I just got a cochlear implant in the first week of October. After doing some research, I opted to get the Med-El brand. A neat feature of the Med-El is a one piece external component option called the Rondo. I really like this as it keeps your ear completely free and disappears completely under long hair.
As for the quality of sound, it is different for everyone. I was told it is affected by everything from the condition of your cochlea and remaining residual hearing (if any) to the exact position of insertion of the electrodes, and also how much your brain remembers how to process speech. There are some people who never get speech clarity with a cochlear, but they gain sound awareness.

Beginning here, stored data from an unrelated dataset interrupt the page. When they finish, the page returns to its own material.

/*
 * Copyright (c) Radzivon Bartoshyk, 10/2026. All rights reserved.
 *
 * Redistribution and use in source and binary forms, with or without modification,
 * are permitted provided that the following conditions are met:
 *
 * 1.  Redistributions of source code must retain the above copyright notice, this
 * list of conditions and the following disclaimer.
 *
 * 2.  Redistributions in binary form must reproduce the above copyright notice,
 * this list of conditions and the following disclaimer in the documentation
 * and/or other materials provided with the distribution.
 *
 * 3.  Neither the name of the copyright holder nor the names of its
 * contributors may be used to endorse or promote products derived from
 * this software without specific prior written permission.
 *
 * THIS SOFTWARE IS PROVIDED BY THE COPYRIGHT HOLDERS AND CONTRIBUTORS "AS IS"
 * AND ANY EXPRESS OR IMPLIED WARRANTIES, INCLUDING, BUT NOT LIMITED TO, THE
 * IMPLIED WARRANTIES OF MERCHANTABILITY AND FITNESS FOR A PARTICULAR PURPOSE ARE
 * DISCLAIMED. IN NO EVENT SHALL THE COPYRIGHT HOLDER OR CONTRIBUTORS BE LIABLE
 * FOR ANY DIRECT, INDIRECT, INCIDENTAL, SPECIAL, EXEMPLARY, OR CONSEQUENTIAL
 * DAMAGES (INCLUDING, BUT NOT LIMITED TO, PROCUREMENT OF SUBSTITUTE GOODS OR
 * SERVICES; LOSS OF USE, DATA, OR PROFITS; OR BUSINESS INTERRUPTION) HOWEVER
 * CAUSED AND ON ANY THEORY OF LIABILITY, WHETHER IN CONTRACT, STRICT LIABILITY,
 * OR TORT (INCLUDING NEGLIGENCE OR OTHERWISE) ARISING IN ANY WAY OUT OF THE USE
 * OF THIS SOFTWARE, EVEN IF ADVISED OF THE POSSIBILITY OF SUCH DAMAGE.
 */
use crate::support::{read_bmp, read_yuv420, write_yuv420};
use anyhow::{Context, Result};
use std::path::PathBuf;
use std::time::Instant;
use tracing::{debug, info};
use yuv_overlay::{default_workers, overlay_yuv420, rgb_to_yuv_with_workers};

#[derive(Debug, Clone)]
pub struct OverlayJob {
    pub frame: PathBuf,
    pub image: PathBuf,
    pub output: PathBuf,
    pub width: u32,
    pub height: u32,
    pub pos_x: u32,
    pub pos_y: u32,
    pub workers: Option<usize>,
}

/// Decodes both inputs, composites the image and writes the frame.
///
/// Output file is created only after compositing succeeded.
pub fn run(job: &OverlayJob) -> Result<()> {
    let rgb = read_bmp(&job.image).context("Decoding overlay image")?;
    info!(
        path = %job.image.display(),
        width = rgb.width,
        height = rgb.height,
        "Decoded overlay image"
    );

    let mut frame = read_yuv420(&job.frame, job.width, job.height).context("Reading YUV frame")?;
    info!(
        path = %job.frame.display(),
        width = frame.width,
        height = frame.height,
        "Loaded YUV420 frame"
    );

    let workers = job.workers.unwrap_or_else(default_workers);
    let bands = workers.clamp(1, rgb.height as usize);
    let start_time = Instant::now();
    let yuv = rgb_to_yuv_with_workers(&rgb, workers).context("Converting image to YUV")?;
    debug!(bands, elapsed = ?start_time.elapsed(), "Converted RGB to YUV");

    overlay_yuv420(&mut frame, &yuv, job.pos_x, job.pos_y).context("Compositing overlay")?;
    debug!(x = job.pos_x, y = job.pos_y, "Composited overlay");

    write_yuv420(&job.output, &frame).context("Writing output frame")?;
    info!(path = %job.output.display(), "Overlay completed successfully");
    Ok(())
}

For me, I had lost my hearing in January 2015 due to an auto-immune attack that resulted in sudden hearing loss. Since, I had not been “deaf” for very long, the prognosis was positive and meant less rehabilitation therapy than someone who had been deaf for a long time or for their entire life. One of my ears can and does use a hearing aid, but I was asked not to use it all the time in order for my brain to better acclimate to the cochlear.

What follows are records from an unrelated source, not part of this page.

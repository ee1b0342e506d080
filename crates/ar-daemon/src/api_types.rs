//! Response types for the ar-daemon HTTP endpoints.
//!
//! No business logic lives here. The list endpoint's row type is shared with
//! other consumers and lives in `ar-schemas`.

use ar_announce::{SchedulerPhase, TickReport};
use serde::Serialize;

pub use ar_schemas::AutoretrieveListResponse;

// ---------------------------------------------------------------------------
// /v1/health
// ---------------------------------------------------------------------------

#[derive(Debug, Clone, Serialize)]
pub struct HealthResponse {
    pub ok: bool,
    pub service: &'static str,
    pub version: &'static str,
}

// ---------------------------------------------------------------------------
// /v1/status
// ---------------------------------------------------------------------------

#[derive(Debug, Clone, Serialize)]
pub struct StatusResponse {
    pub daemon_uptime_secs: u64,
    pub phase: SchedulerPhase,
    pub last_tick: Option<TickReport>,
    pub config_hash: String,
    pub topic: String,
    /// Host identity the advertisements are signed with.
    pub provider_peer_id: Option<String>,
    /// Current head of the local advertisement chain.
    pub advertisement_head: Option<String>,
    pub advertisement_entries: Option<usize>,
}

// ---------------------------------------------------------------------------
// Errors
// ---------------------------------------------------------------------------

#[derive(Debug, Clone, Serialize)]
pub struct ErrorResponse {
    pub error: String,
}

Two weeks after my surgery, my device was activated. I was able to hear voices and interpret speech immediately, but I admit that it was most unpleasant. All voices sounded like robots and although I could tell that there were different voices, they all still sounded extremely robotic and I could not distinguish male and female voices. When multiple people spoke at one, it sounded like a bunch of robots arguing inside an echoey metal dumpster. I was disappointed, but was told many adjustments need to be made and it can literally take a year or longer for your brain to completely adjust to the cochlear. When I wore the hearing aid as well, I was able to gain far more speech clarity and word comprehension and things sounded normal.
After a month passed, I went back for a scheduled visit, I mentioned that I did not like the robotic voices. She made a few adjustments and suddenly voices sounded much more human! She said that it will get better as time goes on and more adjustments are made so this is definitely a positive thing.
The bottom line is that the experience with a cochlear will be different for everyone. In my case, I had no useful hearing in my left ear and the right ear alone was only getting about 45% speech discrimination. Living life this way is very difficult. I made the choice to get the cochlear to improve the quality of my life and although I’ve only had it a short time, it already has! I would make the same decision again if given the choice. I think that it is a personal decision that everyone has to make for themselves. I wanted to optimize my ability to hear and I know that this has helped me a great deal. I am not saying “WHAT???” or asking embarrassing questions all the time because I didn’t understand what someone was saying.
If you have questions about the experience, please ask. I have to believe that this sudden hearing loss happened to me for some reason. Perhaps it was to be able to help others and I will be happy to do so.